Marcus's slippery slope rests on the idea that, in the face of Congressional dysfunction, a President may stake out the most extreme position he can arguably take under existing law. That's possible -- but I'm not sure that it would be a bad thing -- not because I want Presidents to sidestep Congress, but because that type of action may be the only thing that is sufficient to light a fire under Congress's posterior such that it actually does its job. If Congress won't act when faced with the most extreme interpretations of existing law, it's a fair inference that the demagoguery of its members doesn't amount to much and that they find that interpretation to be acceptable. Would it be a bigger threat to democracy for the President to stake out extreme positions, presenting the loudest possible "put up or shut up" to Congress, or for the President to tiptoe up to the edges of what might inspire Congressional action while taking advantage of that institution's unwillingness to do its job?

Marcus also argues,
Second, is there a limiting principle that would constrain future presidents inclined against enforcing other laws with which they don’t agree — and on which they’ve been unable to convince Congress to act accordingly?
As previously noted, we're speaking of executive action taken in the face of congressional inaction. Although it is conceivable that a future president might refuse to enforce the laws favored by his own party, it's far more likely that such a president would be in a position to simply ask his party to amend the law.

If a President refuses to uphold the laws of the United States in a manner that Congress finds unacceptable, Congress has a well-known constitutional remedy: impeachment. If Congress chooses not to pursue a legislative remedy, and chooses not to initiate impeachment proceedings, it again becomes difficult to regard any table-thumping condemnations of a president as anything but noise.

The situation in which Marcus's concern might have some weight would be one in which the White House and one chamber of Congress is controlled by one party, and the other chamber of Congress is controlled by another. In such a scenario, the chamber aligned with the White House would have to be sufficiently supportive of the President's actions that it would refuse to support impeachment and conviction, but be unwilling or unable to pass legislation addressing the issue due to the divided government. But legislators have easy access to the media, to make their case against a president. The House of Representatives can slow down or shut down the government, or vote to impeach even if it expects that the Senate will acquit the president. The Senate can similarly slow down the government, not only by impeding the progress of legislation but also by putting the brakes on executive appointments, and can also shut down the government. The tools may not be as precise as would be ideal for the theoretical task at hand, but Congress is anything but powerless.
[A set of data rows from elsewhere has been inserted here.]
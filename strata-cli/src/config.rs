//! Datasource parameters layered from a JSON file and `--param` flags.

use std::fs;

use camino::{Utf8Path, Utf8PathBuf};
use clap::Args;
use serde_json::Value as Json;
use strata_core::Parameters;

use crate::{ARG_CONFIG, ARG_PARAM, CliError};

/// Arguments naming the layer to open.
#[derive(Debug, Clone, Default, Args)]
pub(crate) struct LayerArgs {
    /// JSON object of datasource parameters.
    #[arg(long = ARG_CONFIG, value_name = "path")]
    pub(crate) config: Option<Utf8PathBuf>,
    /// Datasource parameter, repeatable; overrides the configuration file.
    #[arg(long = ARG_PARAM, value_name = "key=value", value_parser = parse_param)]
    pub(crate) params: Vec<(String, String)>,
}

impl LayerArgs {
    /// Merge the configuration file, if any, with the flags.
    pub(crate) fn parameters(&self) -> Result<Parameters, CliError> {
        let mut params = match &self.config {
            Some(path) => load_parameters(path)?,
            None => Parameters::new(),
        };
        params.merge(self.params.iter().cloned().collect());
        Ok(params)
    }
}

/// Read a flat JSON object into [`Parameters`].
///
/// Numbers and booleans are kept in their JSON spelling; `null` leaves the
/// parameter unset.
pub(crate) fn load_parameters(path: &Utf8Path) -> Result<Parameters, CliError> {
    let text = fs::read_to_string(path).map_err(|source| CliError::ReadConfig {
        path: path.to_path_buf(),
        source,
    })?;
    let document: serde_json::Map<String, Json> =
        serde_json::from_str(&text).map_err(|source| CliError::ParseConfig {
            path: path.to_path_buf(),
            source,
        })?;
    document
        .into_iter()
        .map(|(key, value)| match value {
            Json::String(text) => Ok((key, text)),
            Json::Number(number) => Ok((key, number.to_string())),
            Json::Bool(flag) => Ok((key, flag.to_string())),
            Json::Null => Ok((key, String::new())),
            Json::Array(_) | Json::Object(_) => Err(CliError::ConfigValue {
                path: path.to_path_buf(),
                key,
            }),
        })
        .collect()
}

/// Parse a `key=value` flag. The value may itself contain `=`.
pub(crate) fn parse_param(raw: &str) -> Result<(String, String), String> {
    let (key, value) = raw
        .split_once('=')
        .ok_or_else(|| format!("expected key=value, found `{raw}`"))?;
    let name = key.trim();
    if name.is_empty() {
        return Err(format!("parameter name missing in `{raw}`"));
    }
    Ok((name.to_owned(), value.to_owned()))
}
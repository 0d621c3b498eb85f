//! Mapping from PostgreSQL type identifiers to attribute types.

use strata_core::{AttributeDescriptor, AttributeType};

/// Type identifier assumed for `geometry` when the catalog cannot be read.
pub const DEFAULT_GEOMETRY_OID: u32 = 17285;

/// Built-in PostgreSQL type identifiers the datasource understands.
pub mod oid {
    /// `bytea`
    pub const BYTEA: u32 = 17;
    /// `int8`
    pub const INT8: u32 = 20;
    /// `int2`
    pub const INT2: u32 = 21;
    /// `int4`
    pub const INT4: u32 = 23;
    /// `text`
    pub const TEXT: u32 = 25;
    /// `oid`
    pub const OID: u32 = 26;
    /// `float4`
    pub const FLOAT4: u32 = 700;
    /// `float8`
    pub const FLOAT8: u32 = 701;
    /// `bpchar`
    pub const BPCHAR: u32 = 1042;
    /// `varchar`
    pub const VARCHAR: u32 = 1043;
}

/// Attribute type for a column type, or `None` when the type is not
/// recognised.
#[must_use]
pub const fn attribute_type(type_id: u32, geometry_oid: u32) -> Option<AttributeType> {
    if type_id == geometry_oid {
        return Some(AttributeType::Geometry);
    }
    match type_id {
        oid::INT2 | oid::INT4 | oid::INT8 | oid::OID => Some(AttributeType::Integer),
        oid::FLOAT4 | oid::FLOAT8 => Some(AttributeType::Double),
        oid::BPCHAR | oid::VARCHAR | oid::TEXT => Some(AttributeType::String),
        _ => None,
    }
}

/// Storage size of fixed-width numeric types.
#[must_use]
pub const fn fixed_length(type_id: u32) -> Option<usize> {
    match type_id {
        oid::INT2 => Some(2),
        oid::INT4 | oid::OID | oid::FLOAT4 => Some(4),
        oid::INT8 | oid::FLOAT8 => Some(8),
        _ => None,
    }
}

/// Result of classifying one probed column.
#[derive(Debug, Clone, PartialEq, Eq)]
pub struct ColumnMapping {
    /// Descriptor to publish.
    pub descriptor: AttributeDescriptor,
    /// Whether the type was unrecognised and defaulted to a string.
    pub unknown: bool,
}

/// Classify a column into an attribute descriptor.
///
/// Numeric columns carry their byte length. Unrecognised types become
/// strings and are flagged so the caller can report them.
#[must_use]
pub fn map_column(name: &str, type_id: u32, length: Option<usize>, geometry_oid: u32) -> ColumnMapping {
    match attribute_type(type_id, geometry_oid) {
        Some(kind @ (AttributeType::Integer | AttributeType::Double)) => {
            let mut descriptor = AttributeDescriptor::new(name, kind);
            descriptor.length = length.or_else(|| fixed_length(type_id));
            ColumnMapping {
                descriptor,
                unknown: false,
            }
        }
        Some(kind) => ColumnMapping {
            descriptor: AttributeDescriptor::new(name, kind),
            unknown: false,
        },
        None => ColumnMapping {
            descriptor: AttributeDescriptor::new(name, AttributeType::String),
            unknown: true,
        },
    }
}
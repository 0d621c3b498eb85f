//! Pool keys.

use std::fmt;

/// The parameters that make two connections interchangeable.
///
/// The password is deliberately not part of the identity: it is held by the
/// [`ConnectionCreator`](crate::ConnectionCreator) and never compared,
/// hashed, or printed.
#[derive(Debug, Clone, PartialEq, Eq, Hash, PartialOrd, Ord)]
pub struct ConnectionIdentity {
    host: String,
    port: Option<u16>,
    dbname: String,
    user: String,
}

impl ConnectionIdentity {
    /// Create an identity using the backend's default port.
    #[must_use]
    pub fn new(host: impl Into<String>, dbname: impl Into<String>, user: impl Into<String>) -> Self {
        Self {
            host: host.into(),
            port: None,
            dbname: dbname.into(),
            user: user.into(),
        }
    }

    /// Pin the identity to an explicit port.
    #[must_use]
    pub const fn with_port(mut self, port: u16) -> Self {
        self.port = Some(port);
        self
    }

    /// Server host name or address.
    #[must_use]
    pub fn host(&self) -> &str {
        &self.host
    }

    /// Explicit port, if any.
    #[must_use]
    pub const fn port(&self) -> Option<u16> {
        self.port
    }

    /// Database name.
    #[must_use]
    pub fn dbname(&self) -> &str {
        &self.dbname
    }

    /// Login role.
    #[must_use]
    pub fn user(&self) -> &str {
        &self.user
    }
}

impl fmt::Display for ConnectionIdentity {
    fn fmt(&self, f: &mut fmt::Formatter<'_>) -> fmt::Result {
        if !self.user.is_empty() {
            write!(f, "{}@", self.user)?;
        }
        f.write_str(&self.host)?;
        if let Some(port) = self.port {
            write!(f, ":{port}")?;
        }
        write!(f, "/{}", self.dbname)
    }
}

#[cfg(test)]
mod tests {
    use super::*;
    use rstest::rstest;
    use std::collections::HashSet;

    #[rstest]
    #[case(ConnectionIdentity::new("db", "gis", "render"), "render@db/gis")]
    #[case(ConnectionIdentity::new("db", "gis", "").with_port(5433), "db:5433/gis")]
    fn display_is_compact(#[case] identity: ConnectionIdentity, #[case] expected: &str) {
        assert_eq!(identity.to_string(), expected);
    }

    #[rstest]
    fn port_distinguishes_identities() {
        let mut seen = HashSet::new();
        seen.insert(ConnectionIdentity::new("db", "gis", "render"));
        seen.insert(ConnectionIdentity::new("db", "gis", "render"));
        seen.insert(ConnectionIdentity::new("db", "gis", "render").with_port(5433));
        assert_eq!(seen.len(), 2);
    }
}
//! Pooled connections to a spatial SQL backend.
//!
//! The crate defines the minimal capability surface a backend must expose
//! ([`Connection`], [`ResultCursor`], [`ConnectionCreator`]) and a bounded,
//! non-blocking [`Pool`] of such connections. Pools are registered on a
//! [`PoolManager`] owned by the application, keyed by
//! [`ConnectionIdentity`].
//!
//! Borrowing yields a [`PooledConnection`] guard. The guard hands the
//! connection back exactly once when it is dropped, whichever way the
//! borrower's scope ends.
//!
//! # Examples
//!
//! ```
//! use std::sync::Arc;
//!
//! use strata_pool::{
//!     BackendError, Connection, ConnectionCreator, ConnectionIdentity, CursorMode, PoolManager,
//!     PoolSizing, ResultCursor,
//! };
//!
//! struct Idle;
//!
//! impl Connection for Idle {
//!     fn execute(&mut self, _sql: &str, _mode: CursorMode) -> Result<Box<dyn ResultCursor>, BackendError> {
//!         Err(BackendError::execute("read-only example"))
//!     }
//!
//!     fn is_healthy(&mut self) -> bool {
//!         true
//!     }
//! }
//!
//! struct Creator(ConnectionIdentity);
//!
//! impl ConnectionCreator for Creator {
//!     fn identity(&self) -> &ConnectionIdentity {
//!         &self.0
//!     }
//!
//!     fn create(&self) -> Result<Box<dyn Connection>, BackendError> {
//!         Ok(Box::new(Idle))
//!     }
//! }
//!
//! # fn main() -> Result<(), strata_pool::PoolError> {
//! let identity = ConnectionIdentity::new("localhost", "gis", "render");
//! let manager = PoolManager::new();
//! let pool = manager.register(Arc::new(Creator(identity.clone())), PoolSizing::new(1, 2))?;
//!
//! {
//!     let _lease = pool.borrow()?;
//!     assert_eq!(pool.stats().borrowed, 1);
//! }
//! assert_eq!(pool.stats().borrowed, 0);
//! assert!(manager.get(&identity).is_some());
//! # Ok(())
//! # }
//! ```

#![forbid(unsafe_code)]

mod backend;
mod identity;
mod manager;
mod pool;

#[cfg(any(test, feature = "test-support"))]
pub mod test_support;

pub use backend::{BackendError, Connection, ConnectionCreator, CursorMode, ResultCursor};
pub use identity::ConnectionIdentity;
pub use manager::PoolManager;
pub use pool::{Pool, PoolError, PoolSizing, PoolStats, PooledConnection};
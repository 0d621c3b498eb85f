//! Registry of pools keyed by connection identity.

use std::sync::Arc;

use dashmap::DashMap;
use dashmap::mapref::entry::Entry;
use log::info;

use crate::{ConnectionCreator, ConnectionIdentity, Pool, PoolError, PoolSizing};

/// Owns every pool in the process.
///
/// Construct one at startup, hand it to each datasource, and call
/// [`shutdown`](Self::shutdown) on exit. Datasources sharing an identity
/// share a pool.
#[derive(Debug, Default)]
pub struct PoolManager {
    pools: DashMap<ConnectionIdentity, Arc<Pool>>,
}

impl PoolManager {
    /// Create an empty registry.
    #[must_use]
    pub fn new() -> Self {
        Self::default()
    }

    /// Return the pool for the creator's identity, creating it on first use.
    ///
    /// The first registration opens `sizing.min_size` connections before
    /// returning; connect failures during that fill are logged and leave the
    /// pool smaller. Later registrations for the same identity return the
    /// existing pool and ignore both `creator` and `sizing`.
    ///
    /// # Errors
    ///
    /// Returns [`PoolError::InvalidSizing`] when a new pool would be created
    /// with an unusable sizing.
    pub fn register(&self, creator: Arc<dyn ConnectionCreator>, sizing: PoolSizing) -> Result<Arc<Pool>, PoolError> {
        let identity = creator.identity().clone();
        let (pool, created) = match self.pools.entry(identity) {
            Entry::Occupied(entry) => (Arc::clone(entry.get()), false),
            Entry::Vacant(entry) => {
                let pool = Pool::new(creator, sizing)?;
                entry.insert(Arc::clone(&pool));
                (pool, true)
            }
        };
        // The shard lock is gone by now; filling may take a while.
        if created {
            let opened = pool.fill();
            info!(
                "registered pool {} with {opened}/{} eager connections",
                pool.identity(),
                sizing.min_size
            );
        }
        Ok(pool)
    }

    /// Look up an existing pool.
    #[must_use]
    pub fn get(&self, identity: &ConnectionIdentity) -> Option<Arc<Pool>> {
        self.pools.get(identity).map(|entry| Arc::clone(entry.value()))
    }

    /// Number of registered pools.
    #[must_use]
    pub fn len(&self) -> usize {
        self.pools.len()
    }

    /// Whether no pool has been registered.
    #[must_use]
    pub fn is_empty(&self) -> bool {
        self.pools.is_empty()
    }

    /// Close every pool and empty the registry.
    pub fn shutdown(&self) {
        let pools: Vec<Arc<Pool>> = self.pools.iter().map(|entry| Arc::clone(entry.value())).collect();
        self.pools.clear();
        for pool in pools {
            pool.close();
        }
    }
}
The fact that I'm not particularly impressed with Marcus's arguments should not be interpreted as my supporting the idea of the executive forming policy through executive orders on matters that are best addressed through legislation. My concern is less about the slippery slope -- a form of argument that can be applied to any action, no matter how trivial -- and is much more about what happens when Congress won't or can't perform its duties. Unlike Marcus or the various members of her employer's editorial board, I find the issue of greater concern to be the fact that we are involved in a new war in the Middle East predicated upon an authorization that cannot reasonably be said to apply to the present circumstances, yet Congress is content to let the war wage on while refusing to pass a new authorization bill that could define its goals or limit its scope. There's not even a hint of concern from the editorial board that we should have congressional authorization for war before we get into yet another armed conflict in the Middle East.

The Washington Post editorial board wants the President to commit ground forces, in the form of special forces, to the front lines of the war with ISIS. It is chomping at the bit for the President to declare direct war on what remains of the Assad regime, without any apparent concern for what would follow the collapse of that regime. But one thing about which the editorial board is conspicuously unconcerned? The absence of Congressional authorization for the present war, let alone the escalated, potentially disastrous war that they propose.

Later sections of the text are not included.